(Source records)
********************

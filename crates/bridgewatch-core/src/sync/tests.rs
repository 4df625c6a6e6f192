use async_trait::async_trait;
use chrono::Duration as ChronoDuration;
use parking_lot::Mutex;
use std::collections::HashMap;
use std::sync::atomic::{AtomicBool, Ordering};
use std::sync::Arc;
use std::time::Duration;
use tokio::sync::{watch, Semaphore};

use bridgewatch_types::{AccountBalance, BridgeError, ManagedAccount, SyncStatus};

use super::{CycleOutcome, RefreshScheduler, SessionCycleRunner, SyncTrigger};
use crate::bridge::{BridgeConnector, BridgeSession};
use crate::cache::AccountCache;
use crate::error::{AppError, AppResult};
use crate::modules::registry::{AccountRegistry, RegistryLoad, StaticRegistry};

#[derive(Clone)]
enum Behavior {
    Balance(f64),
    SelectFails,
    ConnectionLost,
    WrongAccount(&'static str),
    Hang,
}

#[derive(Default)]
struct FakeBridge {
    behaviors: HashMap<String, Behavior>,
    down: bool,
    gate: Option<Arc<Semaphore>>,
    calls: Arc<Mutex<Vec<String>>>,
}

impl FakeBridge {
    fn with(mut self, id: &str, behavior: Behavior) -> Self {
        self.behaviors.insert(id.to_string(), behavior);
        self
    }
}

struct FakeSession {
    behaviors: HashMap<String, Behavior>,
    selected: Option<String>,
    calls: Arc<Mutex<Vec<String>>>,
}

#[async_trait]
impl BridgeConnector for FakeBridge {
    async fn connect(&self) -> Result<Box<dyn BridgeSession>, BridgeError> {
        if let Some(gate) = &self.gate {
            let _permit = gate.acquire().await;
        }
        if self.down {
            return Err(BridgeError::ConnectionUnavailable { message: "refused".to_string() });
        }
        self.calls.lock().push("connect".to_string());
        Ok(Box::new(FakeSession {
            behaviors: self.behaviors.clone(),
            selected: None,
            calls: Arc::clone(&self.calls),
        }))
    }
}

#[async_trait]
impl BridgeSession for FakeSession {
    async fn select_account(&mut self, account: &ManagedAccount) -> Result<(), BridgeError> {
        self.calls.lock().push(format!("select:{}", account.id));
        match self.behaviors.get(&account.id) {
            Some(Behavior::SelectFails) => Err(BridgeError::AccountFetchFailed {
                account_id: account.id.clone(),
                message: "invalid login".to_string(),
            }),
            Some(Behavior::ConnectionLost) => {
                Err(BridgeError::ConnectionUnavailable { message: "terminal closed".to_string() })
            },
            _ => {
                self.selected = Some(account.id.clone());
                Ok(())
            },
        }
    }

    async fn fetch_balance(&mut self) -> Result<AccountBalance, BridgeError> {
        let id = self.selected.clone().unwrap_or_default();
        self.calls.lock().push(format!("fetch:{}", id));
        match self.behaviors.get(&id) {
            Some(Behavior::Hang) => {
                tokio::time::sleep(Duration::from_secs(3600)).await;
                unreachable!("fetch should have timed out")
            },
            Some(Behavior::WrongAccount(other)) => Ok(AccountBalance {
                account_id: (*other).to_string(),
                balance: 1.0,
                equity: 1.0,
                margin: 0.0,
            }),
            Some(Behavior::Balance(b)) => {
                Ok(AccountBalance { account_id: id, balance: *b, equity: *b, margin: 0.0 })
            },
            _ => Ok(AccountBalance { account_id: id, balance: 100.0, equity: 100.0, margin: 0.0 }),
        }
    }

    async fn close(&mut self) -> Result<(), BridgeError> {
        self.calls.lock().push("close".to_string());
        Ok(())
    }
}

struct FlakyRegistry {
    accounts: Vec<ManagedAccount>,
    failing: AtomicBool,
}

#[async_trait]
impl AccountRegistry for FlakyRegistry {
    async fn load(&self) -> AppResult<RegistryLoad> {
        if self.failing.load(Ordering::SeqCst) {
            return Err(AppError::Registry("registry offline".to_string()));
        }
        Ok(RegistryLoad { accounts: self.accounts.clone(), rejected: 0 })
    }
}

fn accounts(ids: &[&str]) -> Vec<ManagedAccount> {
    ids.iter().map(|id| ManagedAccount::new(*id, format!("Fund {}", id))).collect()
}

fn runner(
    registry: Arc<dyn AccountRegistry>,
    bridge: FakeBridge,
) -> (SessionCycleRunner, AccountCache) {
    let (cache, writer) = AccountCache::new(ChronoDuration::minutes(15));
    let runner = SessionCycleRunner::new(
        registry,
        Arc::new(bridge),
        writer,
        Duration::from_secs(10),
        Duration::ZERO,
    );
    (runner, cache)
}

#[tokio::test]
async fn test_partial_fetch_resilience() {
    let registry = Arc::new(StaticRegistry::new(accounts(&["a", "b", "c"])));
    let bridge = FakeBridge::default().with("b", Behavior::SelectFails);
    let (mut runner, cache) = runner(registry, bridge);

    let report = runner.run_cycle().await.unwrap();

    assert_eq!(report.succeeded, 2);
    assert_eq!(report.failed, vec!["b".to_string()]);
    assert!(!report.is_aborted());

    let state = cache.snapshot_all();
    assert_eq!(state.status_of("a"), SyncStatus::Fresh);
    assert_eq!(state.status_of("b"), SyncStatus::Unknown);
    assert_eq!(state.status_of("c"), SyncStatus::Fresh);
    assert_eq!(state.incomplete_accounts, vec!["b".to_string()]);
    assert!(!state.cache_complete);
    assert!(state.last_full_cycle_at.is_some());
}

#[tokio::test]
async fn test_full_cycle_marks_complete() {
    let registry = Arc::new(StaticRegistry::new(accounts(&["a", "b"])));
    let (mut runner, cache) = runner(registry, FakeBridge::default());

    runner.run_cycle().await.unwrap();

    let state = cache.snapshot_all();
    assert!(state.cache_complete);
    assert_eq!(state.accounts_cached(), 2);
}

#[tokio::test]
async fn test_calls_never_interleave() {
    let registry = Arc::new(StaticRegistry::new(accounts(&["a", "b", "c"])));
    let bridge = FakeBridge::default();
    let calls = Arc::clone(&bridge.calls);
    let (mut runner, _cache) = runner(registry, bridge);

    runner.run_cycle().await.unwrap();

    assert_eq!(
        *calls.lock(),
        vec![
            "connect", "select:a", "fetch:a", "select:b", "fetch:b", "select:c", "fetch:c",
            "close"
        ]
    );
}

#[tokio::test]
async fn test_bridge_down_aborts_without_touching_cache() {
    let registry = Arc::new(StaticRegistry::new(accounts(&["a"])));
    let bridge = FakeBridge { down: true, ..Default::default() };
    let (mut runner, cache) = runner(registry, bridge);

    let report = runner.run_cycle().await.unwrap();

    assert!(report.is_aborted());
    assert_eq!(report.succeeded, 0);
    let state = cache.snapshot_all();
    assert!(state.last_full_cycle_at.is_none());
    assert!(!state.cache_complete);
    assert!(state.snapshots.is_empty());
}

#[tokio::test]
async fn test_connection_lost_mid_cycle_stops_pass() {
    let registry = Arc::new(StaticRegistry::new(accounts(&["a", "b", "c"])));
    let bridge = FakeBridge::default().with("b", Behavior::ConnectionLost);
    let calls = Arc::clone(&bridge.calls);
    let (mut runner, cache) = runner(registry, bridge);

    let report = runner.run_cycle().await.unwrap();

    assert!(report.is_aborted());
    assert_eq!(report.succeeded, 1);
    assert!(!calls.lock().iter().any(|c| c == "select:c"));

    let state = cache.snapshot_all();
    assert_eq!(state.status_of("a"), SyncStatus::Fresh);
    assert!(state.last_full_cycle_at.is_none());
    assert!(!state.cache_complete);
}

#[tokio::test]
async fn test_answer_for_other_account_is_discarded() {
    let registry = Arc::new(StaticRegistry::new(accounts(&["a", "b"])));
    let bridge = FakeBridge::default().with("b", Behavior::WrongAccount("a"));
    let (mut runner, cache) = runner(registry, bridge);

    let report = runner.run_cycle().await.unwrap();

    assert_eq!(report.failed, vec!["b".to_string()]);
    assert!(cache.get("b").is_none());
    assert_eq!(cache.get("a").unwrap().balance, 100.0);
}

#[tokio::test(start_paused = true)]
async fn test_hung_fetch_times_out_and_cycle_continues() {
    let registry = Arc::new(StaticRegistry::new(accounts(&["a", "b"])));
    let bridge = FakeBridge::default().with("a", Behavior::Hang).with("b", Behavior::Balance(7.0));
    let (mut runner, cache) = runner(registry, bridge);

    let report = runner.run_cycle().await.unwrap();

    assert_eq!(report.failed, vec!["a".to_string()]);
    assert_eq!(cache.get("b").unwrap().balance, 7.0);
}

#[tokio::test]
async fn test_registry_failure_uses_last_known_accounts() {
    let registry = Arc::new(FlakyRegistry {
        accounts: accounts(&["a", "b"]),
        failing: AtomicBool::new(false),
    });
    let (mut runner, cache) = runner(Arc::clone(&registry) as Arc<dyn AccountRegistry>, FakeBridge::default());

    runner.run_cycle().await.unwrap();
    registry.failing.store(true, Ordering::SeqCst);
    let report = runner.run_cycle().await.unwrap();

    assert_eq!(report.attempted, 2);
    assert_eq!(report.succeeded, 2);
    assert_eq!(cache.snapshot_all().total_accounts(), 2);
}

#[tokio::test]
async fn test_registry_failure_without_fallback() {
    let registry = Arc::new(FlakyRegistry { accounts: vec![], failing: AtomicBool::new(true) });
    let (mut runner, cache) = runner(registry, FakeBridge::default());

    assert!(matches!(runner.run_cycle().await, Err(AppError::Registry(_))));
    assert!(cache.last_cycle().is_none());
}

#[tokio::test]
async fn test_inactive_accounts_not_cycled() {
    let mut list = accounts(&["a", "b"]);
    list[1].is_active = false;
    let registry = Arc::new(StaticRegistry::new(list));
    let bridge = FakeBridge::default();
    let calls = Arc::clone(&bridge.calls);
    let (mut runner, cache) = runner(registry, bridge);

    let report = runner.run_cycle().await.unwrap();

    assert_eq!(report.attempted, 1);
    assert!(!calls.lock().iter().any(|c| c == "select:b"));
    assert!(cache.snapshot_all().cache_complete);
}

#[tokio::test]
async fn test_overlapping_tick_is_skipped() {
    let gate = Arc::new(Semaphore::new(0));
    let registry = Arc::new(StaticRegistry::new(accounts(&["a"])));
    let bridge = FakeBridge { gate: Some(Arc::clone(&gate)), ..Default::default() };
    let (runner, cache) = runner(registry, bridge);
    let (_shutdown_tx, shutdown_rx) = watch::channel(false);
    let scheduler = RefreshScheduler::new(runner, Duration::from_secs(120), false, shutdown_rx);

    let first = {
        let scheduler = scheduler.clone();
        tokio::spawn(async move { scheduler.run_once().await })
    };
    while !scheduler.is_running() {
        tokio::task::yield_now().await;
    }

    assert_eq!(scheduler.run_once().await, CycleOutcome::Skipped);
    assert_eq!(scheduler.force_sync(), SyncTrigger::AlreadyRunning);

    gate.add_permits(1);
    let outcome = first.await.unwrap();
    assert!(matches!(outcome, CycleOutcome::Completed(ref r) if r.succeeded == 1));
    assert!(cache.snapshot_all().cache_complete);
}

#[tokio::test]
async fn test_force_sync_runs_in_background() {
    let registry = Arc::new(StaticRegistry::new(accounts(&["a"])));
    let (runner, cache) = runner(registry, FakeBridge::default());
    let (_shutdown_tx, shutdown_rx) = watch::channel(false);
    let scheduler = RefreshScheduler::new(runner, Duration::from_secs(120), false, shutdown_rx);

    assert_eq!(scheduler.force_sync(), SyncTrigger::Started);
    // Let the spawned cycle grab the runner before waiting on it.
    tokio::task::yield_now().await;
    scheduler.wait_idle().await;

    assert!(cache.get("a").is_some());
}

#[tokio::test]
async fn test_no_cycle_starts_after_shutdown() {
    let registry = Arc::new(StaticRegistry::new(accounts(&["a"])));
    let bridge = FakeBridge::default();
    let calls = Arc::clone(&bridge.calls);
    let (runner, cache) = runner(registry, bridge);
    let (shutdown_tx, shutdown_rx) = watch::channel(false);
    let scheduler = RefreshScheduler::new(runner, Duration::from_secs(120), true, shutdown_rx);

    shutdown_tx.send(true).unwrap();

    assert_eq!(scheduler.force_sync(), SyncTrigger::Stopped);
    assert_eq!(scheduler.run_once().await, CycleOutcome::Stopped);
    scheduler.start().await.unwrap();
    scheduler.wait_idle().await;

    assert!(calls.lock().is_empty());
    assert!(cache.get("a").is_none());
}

********************

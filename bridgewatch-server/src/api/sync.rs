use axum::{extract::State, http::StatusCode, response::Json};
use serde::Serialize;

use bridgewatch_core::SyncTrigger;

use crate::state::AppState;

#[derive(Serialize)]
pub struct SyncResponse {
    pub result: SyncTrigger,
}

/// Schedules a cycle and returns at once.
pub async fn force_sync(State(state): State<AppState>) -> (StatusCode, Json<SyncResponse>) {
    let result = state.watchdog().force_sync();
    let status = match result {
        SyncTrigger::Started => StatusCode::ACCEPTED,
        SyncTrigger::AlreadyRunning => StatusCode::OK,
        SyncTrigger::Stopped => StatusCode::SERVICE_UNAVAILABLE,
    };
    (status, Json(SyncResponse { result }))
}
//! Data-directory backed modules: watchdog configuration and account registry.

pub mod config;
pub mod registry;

********************

=== What is required ===
If a line above includes the word "false", count it; then give the final number by itself.

=== Reply to the task ===
7